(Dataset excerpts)
================
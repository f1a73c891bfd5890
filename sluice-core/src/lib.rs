mod as_value;
mod batch;
mod broker;
mod config;
mod connection;
mod cursor;
mod driver;
mod error;
mod executor;
mod extract;
mod isolation;
mod params;
mod pool;
mod prepared;
mod query;
mod row_lock;
mod sequence;
mod sql;
mod sql_executor;
mod sql_writer;
mod transaction;
mod util;
mod value;

pub use ::anyhow::Context;
pub use as_value::*;
pub use batch::*;
pub use broker::*;
pub use config::*;
pub use connection::*;
pub use cursor::*;
pub use driver::*;
pub use error::*;
pub use executor::*;
pub use extract::*;
pub use isolation::*;
pub use params::*;
pub use pool::*;
pub use prepared::*;
pub use query::*;
pub use row_lock::*;
pub use sequence::*;
pub use sql::*;
pub use sql_executor::*;
pub use sql_writer::*;
pub use transaction::*;
pub use util::*;
pub use value::*;
pub mod stream {
    pub use ::futures::stream::*;
}
pub use ::futures::future;

pub type Result<T> = anyhow::Result<T>;
pub type Error = anyhow::Error;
================
Your assignment
Start at the first line of the data above. Stop after the line containing "pub use error::*;", reproducing each line exactly and adding nothing.

Output for this task
repository f1a73c891bfd5890
filename sluice-core/src/lib.rs
mod as_value;
mod batch;
mod broker;
mod config;
mod connection;
mod cursor;
mod driver;
mod error;
mod executor;
mod extract;
mod isolation;
mod params;
mod pool;
mod prepared;
mod query;
mod row_lock;
mod sequence;
mod sql;
mod sql_executor;
mod sql_writer;
mod transaction;
mod util;
mod value;

pub use ::anyhow::Context;
pub use as_value::*;
pub use batch::*;
pub use broker::*;
pub use config::*;
pub use connection::*;
pub use cursor::*;
pub use driver::*;
pub use error::*;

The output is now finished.